DATA EXTRACT START

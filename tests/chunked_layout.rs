use std::collections::HashMap;
use std::sync::Once;

use particle_store::{
    attribute_id_of, build_attribute_set, freeze_attributes, register_attribute,
    AttributeSet, ChunkParams, ChunkedStore, ColumnSet, ElementId, PackedStore,
    ParticleId, ParticleStore, SlotId, SENTINEL,
};

#[derive(Clone, Copy, Debug, Default, PartialEq)]
struct Position {
    x: f32,
    y: f32,
}

static INIT: Once = Once::new();

fn init_registry() {
    INIT.call_once(|| {
        register_attribute::<Position>().unwrap();
        freeze_attributes();
    });
}

fn attrs() -> AttributeSet {
    build_attribute_set(&[attribute_id_of::<Position>().unwrap()])
}

fn batch(ids: &[ParticleId]) -> ColumnSet {
    let mut set = ColumnSet::create(attrs(), ids.len()).unwrap();
    set.ids_mut().copy_from_slice(ids);
    let pos_id = attribute_id_of::<Position>().unwrap();
    let positions = set.view_mut::<Position>(pos_id).unwrap();
    for (i, p) in positions.iter_mut().enumerate() {
        p.x = ids[i] as f32;
    }
    set
}

fn empty_batch() -> ColumnSet {
    ColumnSet::create(attrs(), 0).unwrap()
}

/// Maps each live particle id to its owning element, padding excluded.
fn contents(store: &ChunkedStore) -> HashMap<ParticleId, ElementId> {
    let mut map = HashMap::new();
    let ids = store.data().ids();
    store.for_each_slot(&mut |element, slot, occupied| {
        if occupied {
            assert_ne!(element, SENTINEL);
            let prev = map.insert(ids[slot as usize], element);
            assert!(prev.is_none(), "particle id appeared in two slots");
        }
    });
    map
}

fn targets_from_plan(
    store: &ChunkedStore,
    plan: &HashMap<ParticleId, ElementId>,
) -> Vec<ElementId> {
    let ids = store.data().ids();
    store
        .slot_elements()
        .iter()
        .enumerate()
        .map(|(slot, &element)| {
            if element == SENTINEL {
                SENTINEL
            } else {
                plan.get(&ids[slot]).copied().unwrap_or(element)
            }
        })
        .collect()
}

fn assert_layout_invariants(store: &ChunkedStore) {
    let width = store.params().width;
    assert_eq!(store.num_rows() % width, 0);
    assert_eq!(store.num_rows() / width, store.num_chunks());

    let offsets = store.offsets();
    assert_eq!(offsets.len(), store.num_rows() + 1);
    assert!(offsets.windows(2).all(|w| w[0] <= w[1]));
    assert_eq!(offsets[store.num_rows()] as usize, store.capacity());

    // Every row of a chunk shares the chunk's padded width, which is the
    // maximum count among the chunk's elements.
    for k in 0..store.num_chunks() {
        let rows = k * width..(k + 1) * width;
        let mut max_count = 0;
        for row in rows.clone() {
            let row_width = (offsets[row + 1] - offsets[row]) as usize;
            assert_eq!(row_width, store.chunk_width(k));
            let element = store.element_of_row(row);
            if element != SENTINEL {
                max_count = max_count.max(store.count_of(element));
            }
        }
        assert_eq!(store.chunk_width(k), max_count);
    }

    // Row maps are mutually inverse for real elements.
    for element in 0..store.num_elements() as ElementId {
        assert_eq!(store.element_of_row(store.row_of_element(element)), element);
    }

    // Each row's occupied prefix carries its element; the rest is padding.
    let mask = store.slot_elements();
    let mut occupied = 0;
    for row in 0..store.num_rows() {
        let element = store.element_of_row(row);
        let start = offsets[row] as usize;
        let end = offsets[row + 1] as usize;
        let count = if element == SENTINEL {
            0
        } else {
            store.count_of(element)
        };
        for slot in start..end {
            if slot < start + count {
                assert_eq!(mask[slot], element);
                occupied += 1;
            } else {
                assert_eq!(mask[slot], SENTINEL);
            }
        }
    }
    assert_eq!(occupied, store.num_particles());
}

#[test]
fn rows_are_padded_to_chunk_width() {
    init_registry();

    // 6 elements, width 4: rows padded to 8, two chunks.
    let elems: Vec<ElementId> = vec![0, 0, 0, 1, 2, 2, 4, 5, 5, 5, 5];
    let ids: Vec<ParticleId> = (0..elems.len() as ParticleId).collect();
    let params = ChunkParams {
        width: 4,
        sigma: usize::MAX,
    };
    let store = ChunkedStore::new(6, params, &elems, &batch(&ids)).unwrap();

    assert_eq!(store.num_rows(), 8);
    assert_eq!(store.num_chunks(), 2);
    assert_eq!(store.num_particles(), elems.len());
    assert!(store.capacity() >= store.num_particles());
    assert_layout_invariants(&store);

    let mut expected = HashMap::new();
    for (i, &e) in elems.iter().enumerate() {
        expected.insert(i as ParticleId, e);
    }
    assert_eq!(contents(&store), expected);
}

#[test]
fn sigma_sort_orders_rows_by_descending_count() {
    init_registry();

    // Counts per element: [1, 4, 2, 2, 0, 3].
    let elems: Vec<ElementId> = vec![0, 1, 1, 1, 1, 2, 2, 3, 3, 5, 5, 5];
    let ids: Vec<ParticleId> = (0..elems.len() as ParticleId).collect();
    let params = ChunkParams {
        width: 2,
        sigma: usize::MAX,
    };
    let store = ChunkedStore::new(6, params, &elems, &batch(&ids)).unwrap();

    // Full-range window: descending count, ties broken by ascending id.
    let order: Vec<ElementId> = (0..store.num_rows())
        .map(|row| store.element_of_row(row))
        .collect();
    assert_eq!(order, vec![1, 5, 2, 3, 0, 4]);
    assert_layout_invariants(&store);
}

#[test]
fn sigma_one_keeps_element_order() {
    init_registry();

    let elems: Vec<ElementId> = vec![2, 2, 2, 0];
    let ids: Vec<ParticleId> = (0..4).collect();
    let params = ChunkParams { width: 2, sigma: 1 };
    let store = ChunkedStore::new(4, params, &elems, &batch(&ids)).unwrap();

    let order: Vec<ElementId> = (0..store.num_rows())
        .map(|row| store.element_of_row(row))
        .collect();
    assert_eq!(order, vec![0, 1, 2, 3]);
    assert_layout_invariants(&store);
}

#[test]
fn zero_width_is_clamped_to_one() {
    init_registry();

    let elems: Vec<ElementId> = vec![0, 0, 2];
    let ids: Vec<ParticleId> = vec![40, 41, 42];
    let params = ChunkParams {
        width: 0,
        sigma: usize::MAX,
    };
    let mut store = ChunkedStore::new(3, params, &elems, &batch(&ids)).unwrap();

    // Degenerate width behaves exactly like width 1: one row per chunk,
    // each padded to its own element's count.
    assert_eq!(store.params().width, 1);
    assert_eq!(store.num_chunks(), store.num_rows());
    for k in 0..store.num_chunks() {
        let element = store.element_of_row(k);
        let expected = if element == SENTINEL {
            0
        } else {
            store.count_of(element)
        };
        assert_eq!(store.chunk_width(k), expected);
    }
    assert_layout_invariants(&store);

    let targets = targets_from_plan(&store, &HashMap::new());
    store.rebuild(&targets, &[], &empty_batch()).unwrap();
    assert_layout_invariants(&store);
}

#[test]
fn garbage_targets_on_padding_lanes_are_masked() {
    init_registry();

    let elems: Vec<ElementId> = vec![0, 0, 1];
    let ids: Vec<ParticleId> = vec![10, 11, 12];
    let params = ChunkParams {
        width: 2,
        sigma: usize::MAX,
    };
    let mut store = ChunkedStore::new(2, params, &elems, &batch(&ids)).unwrap();

    let before = contents(&store);
    let mut targets = targets_from_plan(&store, &HashMap::new());
    for (slot, &element) in store.slot_elements().iter().enumerate() {
        if element == SENTINEL {
            // Out-of-range garbage on an empty lane must be ignored.
            targets[slot] = 999;
        }
    }
    store.rebuild(&targets, &[], &empty_batch()).unwrap();

    assert_eq!(contents(&store), before);
    assert_layout_invariants(&store);
}

#[test]
fn rebuild_resorts_rows_and_repads() {
    init_registry();

    let elems: Vec<ElementId> = vec![0, 0, 0, 1];
    let ids: Vec<ParticleId> = vec![20, 21, 22, 23];
    let params = ChunkParams {
        width: 2,
        sigma: usize::MAX,
    };
    let mut store = ChunkedStore::new(2, params, &elems, &batch(&ids)).unwrap();
    assert_eq!(store.element_of_row(0), 0);

    // Move everything to element 1 and add two more there.
    let plan: HashMap<ParticleId, ElementId> =
        ids.iter().map(|&id| (id, 1)).collect();
    let targets = targets_from_plan(&store, &plan);
    store.rebuild(&targets, &[1, 1], &batch(&[30, 31])).unwrap();

    assert_eq!(store.element_of_row(0), 1);
    assert_eq!(store.count_of(1), 6);
    assert_eq!(store.count_of(0), 0);
    assert_eq!(store.num_particles(), 6);
    assert_layout_invariants(&store);

    // Attribute values still travel with their particles.
    let pos_id = attribute_id_of::<Position>().unwrap();
    let positions = store.data().view::<Position>(pos_id).unwrap();
    let ids_col = store.data().ids();
    store.for_each_slot(&mut |_, slot, occupied| {
        if occupied {
            assert_eq!(positions[slot as usize].x, ids_col[slot as usize] as f32);
        }
    });
}

#[test]
fn external_contract_matches_packed_layout() {
    init_registry();

    let n = 7;
    let ids: Vec<ParticleId> = (0..40).collect();
    let elems: Vec<ElementId> = ids.iter().map(|&i| ((i * 3 + 1) % n) as ElementId).collect();

    let mut packed = PackedStore::new(n as usize, &elems, &batch(&ids)).unwrap();
    let mut chunked = ChunkedStore::new(
        n as usize,
        ChunkParams {
            width: 4,
            sigma: usize::MAX,
        },
        &elems,
        &batch(&ids),
    )
    .unwrap();

    assert_eq!(contents_packed(&packed), contents(&chunked));

    // Apply one id-level migration plan to both layouts.
    let plan: HashMap<ParticleId, ElementId> = ids
        .iter()
        .map(|&id| {
            let target = if id % 5 == 0 {
                SENTINEL
            } else {
                ((id * 11 + 2) % n) as ElementId
            };
            (id, target)
        })
        .collect();

    let packed_targets: Vec<ElementId> = {
        let ids_col = packed.data().ids();
        (0..packed.capacity() as SlotId)
            .map(|slot| plan[&ids_col[slot as usize]])
            .collect()
    };
    packed.rebuild(&packed_targets, &[0], &batch(&[1000])).unwrap();

    let chunked_targets = targets_from_plan(&chunked, &plan);
    chunked
        .rebuild(&chunked_targets, &[0], &batch(&[1000]))
        .unwrap();

    assert_eq!(contents_packed(&packed), contents(&chunked));
    assert_eq!(packed.num_particles(), chunked.num_particles());
    assert_layout_invariants(&chunked);
}

fn contents_packed(store: &PackedStore) -> HashMap<ParticleId, ElementId> {
    let mut map = HashMap::new();
    let ids = store.data().ids();
    store.for_each_slot(&mut |element, slot, _| {
        map.insert(ids[slot as usize], element);
    });
    map
}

DATA EXTRACT END

**TASK INSTRUCTIONS**
Each line above with the word "HashMap" must be returned.

**RESULT OF THIS TASK**
use std::collections::HashMap;
fn contents(store: &ChunkedStore) -> HashMap<ParticleId, ElementId> {
    let mut map = HashMap::new();
    plan: &HashMap<ParticleId, ElementId>,
    let mut expected = HashMap::new();
    let targets = targets_from_plan(&store, &HashMap::new());
    let mut targets = targets_from_plan(&store, &HashMap::new());
    let plan: HashMap<ParticleId, ElementId> =
    let plan: HashMap<ParticleId, ElementId> = ids
fn contents_packed(store: &PackedStore) -> HashMap<ParticleId, ElementId> {
    let mut map = HashMap::new();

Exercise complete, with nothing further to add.